In speaking of his army life he regrets the loss of Sunday and of religious worship. In one of his letters he says: ‘I have not heard a sermon nor attended a religious meeting of any kind for three months.’ In another, written some time after: ‘Religion does not flourish on this soil, and Sabbaths are unknown in our brigade. Each Sunday is for the men a day of cleaning up and beginning anew.’ He follows this with quite a graphic account of the ‘Sunday inspection.’

Soon after arriving at Folly Island he had been placed third in the order for promotion on the list of Second Lieutenants; and in a letter written January 21, 1864, he speaks of having been recently promoted First Lieutenant (November 21, 1863), and then says, ‘I find no trouble in making myself at home in camp, and enjoy the life there perfectly.’ In the same letter he says, referring to his regiment:—

I admire the spirit which these men show.
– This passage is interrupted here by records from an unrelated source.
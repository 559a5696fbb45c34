//! Storage engine: key encoding, sharding, backends, journal and snapshot stores.
//!
//! ```text
//! host ──> Journal / SnapshotStore
//!             │ resolve(persistence_id)        ┌─ shard 0 (TableBackend / ObjectBackend)
//!             ├──────────> Shards ─────────────┼─ shard 1
//!             │ encode_sequence(seq)           └─ ...
//!             └──────────> key_codec
//! ```

pub mod backend;
pub mod connection;
pub mod initializer;
pub mod journal;
pub mod key_codec;
pub mod mock;
pub mod shard;
pub mod snapshot;

#[cfg(feature = "dynamo")]
pub mod dynamo;

#[cfg(feature = "s3")]
pub mod s3;

pub use backend::{
    ObjectBackend, ObjectInfo, PropertyValue, RowRange, TableBackend, TableBatch, TableEntity,
    TableOperation, MAX_BATCH_OPERATIONS,
};
pub use connection::{connect_object_backend, connect_table_backend, ConnectionString};
pub use initializer::{
    ensure_journal_schema, ensure_snapshot_container_schema, ensure_snapshot_table_schema,
};
pub use journal::{JournalEntry, TableJournal};
pub use mock::{MemoryObjectBackend, MemoryTableBackend};
pub use shard::{LeadingHexRouter, ShardRouter, Shards};
pub use snapshot::{ObjectSnapshotStore, TableSnapshotStore};

use crate::serialization::SerializationError;

/// Result type for storage operations.
pub type Result<T> = std::result::Result<T, StorageError>;

/// Coarse classification of a [`StorageError`] for host retry policies.
#[derive(Debug, Clone, Copy, PartialEq, Eq)]
pub enum ErrorKind {
    /// Backend unavailable, throttled or timed out. Retrying may succeed.
    Transient,
    /// An insert hit an existing key.
    Conflict,
    /// A batch targeted a record that does not exist.
    NotFound,
    /// Retrying the same request can never succeed.
    Permanent,
}

/// Errors that can occur during storage operations.
#[derive(Debug, thiserror::Error)]
pub enum StorageError {
    #[error("Sequence number {0} exceeds the encodable key range")]
    KeyOutOfRange(u64),

    #[error("Malformed key: {0:?}")]
    MalformedKey(String),

    #[error("Batch spans partitions: expected {expected}, got {actual}")]
    PartitionMismatch { expected: String, actual: String },

    #[error("Batch of {size} operations exceeds the backend limit of {limit}")]
    BatchTooLarge { size: usize, limit: usize },

    #[error("Duplicate sequence number {sequence_nr} for {persistence_id} in one write")]
    DuplicateSequence {
        persistence_id: String,
        sequence_nr: u64,
    },

    #[error("Record already exists: partition={partition_key}, row={row_key}")]
    Conflict {
        partition_key: String,
        row_key: String,
    },

    #[error("Record not found: partition={partition_key}, row={row_key}")]
    NotFound {
        partition_key: String,
        row_key: String,
    },

    #[error("Resource not found: {0}")]
    MissingResource(String),

    #[error("Serialization error: {0}")]
    Serialization(#[from] SerializationError),

    #[error("Corrupt record: {0}")]
    CorruptRecord(String),

    #[error("Backend unavailable: {0}")]
    Unavailable(String),

    #[error("Backend error: {0}")]
    Backend(String),

    #[error("No backends configured")]
    NoBackends,

    #[error("Invalid connection string: {0}")]
    InvalidConnectionString(String),

    #[error("Backend {0} not enabled in this build")]
    BackendNotEnabled(String),
}

impl StorageError {
    /// Classify this error for retry decisions.
    pub fn kind(&self) -> ErrorKind {
        match self {
            StorageError::Unavailable(_) => ErrorKind::Transient,
            StorageError::Conflict { .. } => ErrorKind::Conflict,
            StorageError::NotFound { .. } | StorageError::MissingResource(_) => {
                ErrorKind::NotFound
            }
            _ => ErrorKind::Permanent,
        }
    }

    /// Whether retrying the failed call may succeed.
    pub fn is_retryable(&self) -> bool {
        self.kind() == ErrorKind::Transient
    }
}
They have evidently enlisted on principle, and, moreover, being so nearly akin to the Fifty-fourth, they are eager to emulate their example. I have not the least doubt that they will fight to the death, the more because they expect nothing but the worst treatment from the Rebs. I admire, too, the manner in which they stick together in the pay matter. They have not taken a cent yet, and will not until the United States pays them as it does white soldiers.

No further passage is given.